1999
DAVID BOWIE'S 'hours...'
CRITICAL QUOTES
"First and foremost...hours... is a testament to the serenity that comes with legend status, maturity and endurance... Bowie's eccentric sense of melody twists around the ear like a space oddity, getting under the skin, plucking the heartstrings and stirring up feelings of alienation we never knew we had... settings full of atmosphere, spunk, grit and nuance: hours... is an album that improves with each new hearing."
- ROLLING STONE Greg Tate 10/28/99
"hours... begins strongly by surrendering to weakness. 'Thursday's Child' slinks on an understated trip-hop groove, with one of those classic Bowie vocals that's both intimate and remote. The melody twists into abstraction, leading the singer into a lonely place where he looks back over his young life and tries to wash away regret with forgiveness."
- SPIN Barry Walters 11/99
"Rather than dabbling in the esoterics of pop's outer electronic edge, Bowie surfs it with aplomb. Where others toy awkwardly with studio effects, Bowie marshals them in service of a new batch of winning songs, including standouts like 'Survive' and 'The Pretty Things are Going to Hell,' that will shine among his trove of rock classics."
- PEOPLE Steve Dougherty 10/11/99
"hours... the Duke's 23rd solo album contains his most consistent song writing since 1980's Scary Monsters... hours... classic and classy Bowie."

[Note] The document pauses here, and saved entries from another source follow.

//! Log file reading and batch processing.

use crate::analysis::Aggregator;
use crate::entry::LogRecord;
use crate::error::{Error, Result};
use crate::parser::{LineParser, StringParser};
use serde::Serialize;
use std::borrow::Cow;
use std::fmt;
use std::io::{BufRead, BufReader, Read, Write};

/// Counters reported at the end of a batch run.
#[derive(Debug, Clone, Copy, Default, PartialEq, Eq, Serialize)]
pub struct BatchSummary {
    /// Non-blank lines seen.
    pub processed: u64,
    /// Lines that produced a record.
    pub accepted: u64,
    /// Lines rejected by the parser.
    pub skipped: u64,
}

impl fmt::Display for BatchSummary {
    fn fmt(&self, f: &mut fmt::Formatter<'_>) -> fmt::Result {
        write!(
            f,
            "processed {} log entries (accepted: {}, skipped: {})",
            self.processed, self.accepted, self.skipped
        )
    }
}

/// A reader that parses access logs line by line.
///
/// The reader implements the Iterator trait, allowing you to process log
/// records using standard Rust iterator patterns. Blank lines are skipped.
#[derive(Debug)]
pub struct Reader<R: Read> {
    /// The underlying buffered reader.
    reader: BufReader<R>,
    /// The parser for converting lines to records.
    parser: LineParser,
    /// Raw bytes of the current line.
    buf: Vec<u8>,
    /// Current line, invalid UTF-8 replaced by U+FFFD.
    line: String,
    /// 1-based number of the last line read.
    line_number: u64,
}

impl<R: Read> Reader<R> {
    /// Create a new reader with the default parser.
    ///
    /// # Example
    ///
    /// ```rust
    /// use rsla::Reader;
    /// use std::io::Cursor;
    ///
    /// let log_data = r#"127.0.0.1 - - [08/Nov/2013:13:39:18 +0000] "GET /api/foo HTTP/1.1" 200 612 "-" "curl/7.64.1""#;
    /// let mut reader = Reader::new(Cursor::new(log_data));
    ///
    /// let record = reader.read().unwrap()?;
    /// assert_eq!(record.agent, "curl/7.64.1");
    /// # Ok::<(), rsla::Error>(())
    /// ```
    pub fn new(input: R) -> Self {
        Self::with_parser(input, LineParser::new())
    }

    /// Create a new reader with a configured parser.
    pub fn with_parser(input: R, parser: LineParser) -> Self {
        Self {
            reader: BufReader::new(input),
            parser,
            buf: Vec::new(),
            line: String::new(),
            line_number: 0,
        }
    }

    /// Get a reference to the underlying parser.
    pub fn parser(&self) -> &LineParser {
        &self.parser
    }

    /// Number of the last line read, counting blank lines.
    pub fn line_number(&self) -> u64 {
        self.line_number
    }

    /// Load the next non-blank line into the line buffer.
    ///
    /// Lines are split on `\n` as bytes, so a line that is not valid UTF-8
    /// is decoded lossily instead of failing the read.
    fn advance(&mut self) -> Option<Result<()>> {
        loop {
            self.buf.clear();
            match self.reader.read_until(b'\n', &mut self.buf) {
                Ok(0) => return None,
                Ok(_) => {
                    self.line_number += 1;
                    if self.buf.ends_with(b"\n") {
                        self.buf.pop();
                        if self.buf.ends_with(b"\r") {
                            self.buf.pop();
                        }
                    }

                    self.line.clear();
                    let decoded = String::from_utf8_lossy(&self.buf);
                    if let Cow::Owned(_) = decoded {
                        tracing::debug!(
                            line_number = self.line_number,
                            "replaced invalid UTF-8 in log line"
                        );
                    }
                    self.line.push_str(&decoded);

                    if !self.line.trim().is_empty() {
                        return Some(Ok(()));
                    }
                }
                Err(e) => return Some(Err(Error::Io { source: e })),
            }
        }
    }

    /// Read the next record from the log.
    ///
    /// # Returns
    ///
    /// An `Option<Result<LogRecord>>` where:
    /// - `None` indicates end of input
    /// - `Some(Ok(record))` indicates a successfully parsed line
    /// - `Some(Err(error))` indicates a rejected line or an I/O error
    pub fn read(&mut self) -> Option<Result<LogRecord>> {
        if let Err(e) = self.advance()? {
            return Some(Err(e));
        }
        Some(self.parser.parse_string(&self.line))
    }

    /// Collect all records into a vector, failing on the first bad line.
    pub fn collect_all(mut self) -> Result<Vec<LogRecord>> {
        let mut records = Vec::new();

        while let Some(result) = self.read() {
            records.push(result?);
        }

        Ok(records)
    }

    /// Process records with a closure.
    ///
    /// Stops at the first rejected line or closure error.
    pub fn process_entries<F, E>(&mut self, mut f: F) -> std::result::Result<(), E>
    where
        F: FnMut(&LogRecord) -> std::result::Result<(), E>,
        E: From<Error>,
    {
        while let Some(result) = self.read() {
            let record = result?;
            f(&record)?;
        }
        Ok(())
    }

    /// Feed every parseable line into `aggregator`, skipping the rest.
    ///
    /// Rejected lines are logged and, when `rejects` is given, appended to it
    /// as `Failed: <reason>` / `Line: <line>` / `---` blocks. Only I/O
    /// errors end the batch early.
    ///
    /// # Example
    ///
    /// ```rust
    /// use rsla::{Aggregator, Reader};
    /// use std::io::Cursor;
    ///
    /// let log_data = "garbage\n10.0.0.1 - - [01/Jan/2023:00:00:01 +0000] \"GET / HTTP/1.1\" 200 5\n";
    /// let mut aggregator = Aggregator::default();
    /// let summary = Reader::new(Cursor::new(log_data)).summarize(&mut aggregator, None)?;
    ///
    /// assert_eq!((summary.accepted, summary.skipped), (1, 1));
    /// # Ok::<(), rsla::Error>(())
    /// ```
    pub fn summarize(
        &mut self,
        aggregator: &mut Aggregator,
        mut rejects: Option<&mut dyn Write>,
    ) -> Result<BatchSummary> {
        let mut summary = BatchSummary::default();

        while let Some(step) = self.advance() {
            step?;
            let line = self.line.as_str();
            summary.processed += 1;

            match self.parser.parse_string(line) {
                Ok(record) => {
                    aggregator.add(&record);
                    summary.accepted += 1;
                }
                Err(e) if e.is_line_error() => {
                    summary.skipped += 1;
                    tracing::warn!(
                        line_number = self.line_number,
                        reason = %e.reason(),
                        line,
                        "skipped invalid log line"
                    );
                    if let Some(sink) = rejects.as_deref_mut() {
                        write!(sink, "Failed: {}\nLine: {}\n---\n", e.reason(), line)?;
                    }
                }
                Err(e) => return Err(e),
            }
        }

        tracing::info!(
            processed = summary.processed,
            accepted = summary.accepted,
            skipped = summary.skipped,
            "batch complete"
        );
        Ok(summary)
    }
}

impl<R: Read> Iterator for Reader<R> {
    type Item = Result<LogRecord>;

    fn next(&mut self) -> Option<Self::Item> {
        self.read()
    }
}

#[cfg(test)]
mod tests {
    use super::*;
    use std::io::Cursor;

    const LOG: &str = r#"192.168.1.1 - - [01/Jan/2023:00:00:01 +0000] "GET /file HTTP/1.1" 200 1024 "-" "agent1"
192.168.1.2 - - [01/Jan/2023:01:00:02 +0000] "GET /file HTTP/1.1" 200 1024 "-" "agent2"
192.168.1.1 - - [01/Jan/2023:00:00:03 +0000] "GET /other HTTP/1.1" 200 1024 "-" "agent1""#;

    #[test]
    fn test_reader_basic() {
        let mut reader = Reader::new(Cursor::new(LOG));

        let record = reader.read().unwrap().unwrap();
        assert_eq!(record.ip, "192.168.1.1");
        assert_eq!(record.agent, "agent1");
        assert_eq!(reader.line_number(), 1);
    }

    #[test]
    fn test_reader_iterator() {
        let records: Result<Vec<_>> = Reader::new(Cursor::new(LOG)).collect();
        let records = records.unwrap();

        assert_eq!(records.len(), 3);
        assert_eq!(records[2].path, "/other");
    }

    #[test]
    fn test_reader_blank_and_crlf_lines() {
        let log_data = "\n  \r\n192.168.1.1 - - [01/Jan/2023:00:00:01 +0000] \"GET / HTTP/1.1\" 200 1\r\n\n";
        let mut reader = Reader::new(Cursor::new(log_data));

        let record = reader.read().unwrap().unwrap();
        assert_eq!(record.status, "200");
        assert_eq!(reader.line_number(), 3);
        assert!(reader.read().is_none());
    }

    #[test]
    fn test_invalid_utf8_line_is_decoded_lossily() {
        let mut log_data = Vec::new();
        log_data.extend_from_slice(LOG.lines().next().unwrap().as_bytes());
        log_data.extend_from_slice(
            b"\n10.0.0.9 - - [01/Jan/2023:00:00:02 +0000] \"GET /x HTTP/1.1\" 200 1 \"-\" \"bad\xffagent\"\n",
        );
        log_data.extend_from_slice(LOG.lines().last().unwrap().as_bytes());

        let mut aggregator = Aggregator::default();
        let summary = Reader::new(Cursor::new(log_data))
            .summarize(&mut aggregator, None)
            .unwrap();

        assert_eq!(
            summary,
            BatchSummary {
                processed: 3,
                accepted: 3,
                skipped: 0
            }
        );
        assert_eq!(
            aggregator.result().agent_counts.get("bad\u{FFFD}agent"),
            Some(&1)
        );
    }

    #[test]
    fn test_collect_all_fails_on_bad_line() {
        let log_data = format!("{}\nnot a log line", LOG);
        let result = Reader::new(Cursor::new(log_data)).collect_all();
        assert!(matches!(result, Err(Error::TooFewFields { .. })));
    }

    #[test]
    fn test_summarize_skips_and_records_rejects() {
        let log_data = format!("{}\nshort line\n", LOG);
        let mut aggregator = Aggregator::default();
        let mut rejects: Vec<u8> = Vec::new();
        let sink: &mut dyn Write = &mut rejects;

        let summary = Reader::new(Cursor::new(log_data))
            .summarize(&mut aggregator, Some(sink))
            .unwrap();

        assert_eq!(
            summary,
            BatchSummary {
                processed: 4,
                accepted: 3,
                skipped: 1
            }
        );
        assert_eq!(aggregator.result().total(), 3);
        assert_eq!(
            String::from_utf8(rejects).unwrap(),
            "Failed: Invalid format (too few parts)\nLine: short line\n---\n"
        );
    }
}
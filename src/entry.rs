//! The structured record produced for each accepted log line.

use crate::error::{Error, Result};
use serde::{Deserialize, Serialize};

/// Column names of a [`LogRecord`], in export order.
pub const COLUMNS: [&str; 6] = ["ip", "timestamp", "method", "path", "status", "agent"];

/// One parsed access log line.
///
/// Records are built once by the parser and only read afterwards. All
/// fields are kept as the raw strings found in the log; typed accessors
/// convert on demand.
#[derive(Debug, Clone, PartialEq, Eq, Hash, Serialize, Deserialize)]
pub struct LogRecord {
    pub ip: String,
    /// Bracketed timestamp content without the brackets.
    pub timestamp: String,
    pub method: String,
    pub path: String,
    pub status: String,
    pub agent: String,
}

impl LogRecord {
    /// Create a record from its six fields.
    pub fn new(
        ip: impl Into<String>,
        timestamp: impl Into<String>,
        method: impl Into<String>,
        path: impl Into<String>,
        status: impl Into<String>,
        agent: impl Into<String>,
    ) -> Self {
        Self {
            ip: ip.into(),
            timestamp: timestamp.into(),
            method: method.into(),
            path: path.into(),
            status: status.into(),
            agent: agent.into(),
        }
    }

    /// Get a field value by column name.
    ///
    /// # Example
    ///
    /// ```rust
    /// # use rsla::LogRecord;
    /// let record = LogRecord::new("1.2.3.4", "01/Jan/2023:00:00:01 +0000", "GET", "/", "200", "-");
    ///
    /// assert_eq!(record.field("status").unwrap(), "200");
    /// assert!(record.field("referer").is_err());
    /// ```
    pub fn field(&self, name: &str) -> Result<&str> {
        match name {
            "ip" => Ok(&self.ip),
            "timestamp" => Ok(&self.timestamp),
            "method" => Ok(&self.method),
            "path" => Ok(&self.path),
            "status" => Ok(&self.status),
            "agent" => Ok(&self.agent),
            _ => Err(Error::field_not_found(name)),
        }
    }

    /// Get the status as a numeric HTTP status code.
    pub fn status_code(&self) -> Result<u16> {
        self.status
            .parse::<u16>()
            .map_err(|e| Error::field_parse_error("status", &self.status, "u16", e))
    }

    /// Field values in [`COLUMNS`] order.
    pub fn values(&self) -> [&str; 6] {
        [
            self.ip.as_str(),
            self.timestamp.as_str(),
            self.method.as_str(),
            self.path.as_str(),
            self.status.as_str(),
            self.agent.as_str(),
        ]
    }
}
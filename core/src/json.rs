//! Typed reads over untyped JSON responses.
//!
//! Paths are JSON Pointers (`/Character/ActiveClassJob/Level`). A path
//! that is absent, or present with the wrong type, is reported as
//! `ClientError::MissingField` naming the full pointer.

use serde_json::Value;

use crate::error::{ClientError, Result};
use crate::http::HttpResponse;

#[derive(Debug, Clone, PartialEq)]
pub struct Document {
    root: Value,
}

impl Document {
    pub fn parse(text: &str) -> Result<Self> {
        serde_json::from_str(text)
            .map(|root| Self { root })
            .map_err(ClientError::Deserialization)
    }

    pub fn from_response(response: &HttpResponse) -> Result<Self> {
        serde_json::from_slice(&response.body)
            .map(|root| Self { root })
            .map_err(ClientError::Deserialization)
    }

    pub fn root(&self) -> &Value {
        &self.root
    }

    pub fn get(&self, pointer: &str) -> Option<&Value> {
        self.root.pointer(pointer)
    }

    pub fn value(&self, pointer: &str) -> Result<&Value> {
        self.get(pointer).ok_or_else(|| missing(pointer))
    }

    pub fn str_at(&self, pointer: &str) -> Result<&str> {
        self.value(pointer)?.as_str().ok_or_else(|| missing(pointer))
    }

    pub fn u64_at(&self, pointer: &str) -> Result<u64> {
        self.value(pointer)?.as_u64().ok_or_else(|| missing(pointer))
    }

    pub fn i64_at(&self, pointer: &str) -> Result<i64> {
        self.value(pointer)?.as_i64().ok_or_else(|| missing(pointer))
    }
}

impl From<Value> for Document {
    fn from(root: Value) -> Self {
        Self { root }
    }
}

fn missing(pointer: &str) -> ClientError {
    ClientError::MissingField {
        path: pointer.to_string(),
    }
}
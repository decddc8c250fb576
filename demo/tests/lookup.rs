//! Two-step character lookup, against canned upstream replies and against
//! the live mock server.

use std::collections::VecDeque;
use std::net::SocketAddr;

use rest_core::{ClientConfig, ClientError, HttpRequest, HttpResponse, RestClient, Transport, TransportError};
use xivapi_demo::{lookup_character, CharacterSummary, LookupError};

/// Replays queued bodies in order and records the URLs asked for.
struct Canned {
    bodies: VecDeque<(u16, &'static str)>,
    urls: Vec<String>,
}

impl Canned {
    fn new(bodies: &[(u16, &'static str)]) -> Self {
        Self {
            bodies: bodies.iter().copied().collect(),
            urls: Vec::new(),
        }
    }
}

impl Transport for Canned {
    fn send(&mut self, request: &HttpRequest) -> Result<HttpResponse, TransportError> {
        self.urls.push(request.url.clone());
        let (status, body) = self
            .bodies
            .pop_front()
            .ok_or_else(|| TransportError::new("unexpected request", TransportError::OTHER))?;
        Ok(HttpResponse {
            status,
            headers: Vec::new(),
            body: body.as_bytes().to_vec(),
        })
    }

    fn set_verify_tls(&mut self, _verify: bool) {}

    fn verify_tls(&self) -> bool {
        true
    }
}

fn canned_client(bodies: &[(u16, &'static str)]) -> RestClient<Canned> {
    RestClient::create_with_transport("ff14", None, Canned::new(bodies)).unwrap()
}

#[test]
fn extracts_class_level_and_avatar() {
    let mut client = canned_client(&[
        (200, r#"{"Results":[{"ID":123}]}"#),
        (
            200,
            r#"{"Character":{"ActiveClassJob":{"UnlockedState":{"Name":"Paladin"},"Level":80},"Avatar":"http://x/a.png"}}"#,
        ),
    ]);

    let summary = lookup_character(&mut client, "Yukiko Kouri", "Faerie").unwrap();
    assert_eq!(
        summary,
        CharacterSummary {
            name: "Yukiko Kouri".to_string(),
            id: 123,
            current_class: "Paladin".to_string(),
            level: 80,
            avatar: "http://x/a.png".to_string(),
        }
    );
    assert_eq!(
        client.transport().urls,
        vec![
            "https://xivapi.com/character/search?name=Yukiko+Kouri&server=Faerie".to_string(),
            "https://xivapi.com/character/123".to_string(),
        ]
    );
}

#[test]
fn empty_results_is_not_found() {
    let mut client = canned_client(&[(200, r#"{"Results":[]}"#)]);
    let err = lookup_character(&mut client, "Nobody", "Faerie").unwrap_err();
    assert!(matches!(err, LookupError::NotFound { .. }));
    assert_eq!(client.transport().urls.len(), 1);
}

#[test]
fn missing_nested_field_fails_fast() {
    let mut client = canned_client(&[
        (200, r#"{"Results":[{"ID":123}]}"#),
        (200, r#"{"Character":{"ActiveClassJob":{"Level":80}}}"#),
    ]);
    let err = lookup_character(&mut client, "Yukiko Kouri", "Faerie").unwrap_err();
    match err {
        LookupError::Client(ClientError::MissingField { path }) => {
            assert_eq!(path, "/Character/ActiveClassJob/UnlockedState/Name");
        }
        other => panic!("unexpected error: {other:?}"),
    }
}

#[test]
fn upstream_error_status_surfaces() {
    let mut client = canned_client(&[(200, r#"{"Results":[{"ID":5}]}"#), (500, "boom")]);
    let err = lookup_character(&mut client, "Yukiko Kouri", "Faerie").unwrap_err();
    assert!(matches!(
        err,
        LookupError::Client(ClientError::Status { status: 500, .. })
    ));
}

fn spawn_server() -> SocketAddr {
    let std_listener = std::net::TcpListener::bind("127.0.0.1:0").unwrap();
    let addr = std_listener.local_addr().unwrap();
    std_listener.set_nonblocking(true).unwrap();

    std::thread::spawn(move || {
        let rt = tokio::runtime::Builder::new_current_thread()
            .enable_all()
            .build()
            .unwrap();
        rt.block_on(async {
            let listener = tokio::net::TcpListener::from_std(std_listener).unwrap();
            mock_server::run(listener).await
        })
        .unwrap();
    });

    addr
}

#[test]
fn looks_up_character_on_mock_server() {
    let addr = spawn_server();
    let mut client = RestClient::new(ClientConfig::new(format!("http://{addr}")));

    let summary = lookup_character(&mut client, "Yukiko Kouri", "Faerie").unwrap();
    assert_eq!(summary.id, 123);
    assert_eq!(summary.current_class, "Paladin");
    assert_eq!(summary.level, 80);
    assert_eq!(summary.avatar, "http://x/a.png");

    let err = lookup_character(&mut client, "Yukiko Kouri", "Gilgamesh").unwrap_err();
    assert!(matches!(err, LookupError::NotFound { .. }));
}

- PAPER Eric Weilander 10/99
"Here is a man facing the angst of aging but with a realism that comes only after conquering the similar angst of youth. Bowie is in fine form from start to finish, scouring the emotional depths of his generation's current state in ways his contemporaries rarely do. And hey, what better stylistic about-face right now than to get seriously quiet? He continues to work at the height of his powers, and it's simply amazing how he still impresses."
- THE ORANGE COUNTY REGISTER Ben Wener 10/1/99
"It's great to hear this rock chameleon once again finding his true colors."
- ATLANTA JOURNAL-CONSTITUTION Doug Hamilton 10/7/99
"Bowie holds it together by lending the listener a sense of anticipation, of intelligence and of subtle exploration. The best artists continue to challenge themselves and their patrons. Bowie is a prime example."
- THE TENNESSEAN Tom Roland 10/4/99
"...he sings with authority about aging and mortality, deftly trading on his status as an elder statesman and on the audience's knowledge of his history...the best of hours... compares favorably with his best stuff, period...Bowiephiles will be pleased to note that his golden years aren't over, not by a long shot."
- NEWSDAY Jon Young 10/10/99
"In many ways, the disc revisits 1972's introspective Hunky Dory. That link is clearest on a gorgeous 'Survive,' where Bowie ponders mortality as he sings 'who said time is on my side?'"
- MEAN STREET George Paul 10/99
"...such tunes as 'Survive' and 'Seven' rank among the most simply beautiful songs he's written in many years, an much of this album has a warmly familiar feel. Even toward the end, when things get a little more aggressive and dramatic on suck tunes as 'New Angels Of Promise' and 'The Dreamers,' Bowie still pulls back on the sound effects, allowing the melodies to be the real focus."
- NYLON Paul Semel 11/99
"Why get all excited about David Bowie's twenty-third album? Because hours... (Virgin) is his best record in two decades. Because it's a return to the stripped-down melodic structures of Hunky Dory, to the days when he's sit there against a bare acoustic strum, playing nothing but a British accent. Because it's a return, too, to the music of Low and Heroes, their grinding pop and Berlin gloom. Because Jesus, it's a return... once again everything is hunky-dory."
- GQ Jim Nelson 11/99
"Melancholy has never been so upbeat."
- GQ Jim Nelson 12/99 (one of 1999's top albums)
"...if Bowie has startled over the years by being icy, unavailable, and downright creepy, hours... surprises you with its winning emotional directness: The plaintive folk jangle and quavering vocals on the breathtaking 'Survive' make it maybe the warmest, most accessible song he's ever recorded. And when he begs, 'Still my trembling heart,' on the ethereal, synth-thick 'Seven,' the line, rather than sounding hokey, seems delivered by a statue suddenly come to moist, fleshy life."
- DETAILS 11/99
"hours... is a richly textured and emotionally vivid set... Bowie sounds influenced by nobody except himself, and he couldn't have picked a better role model."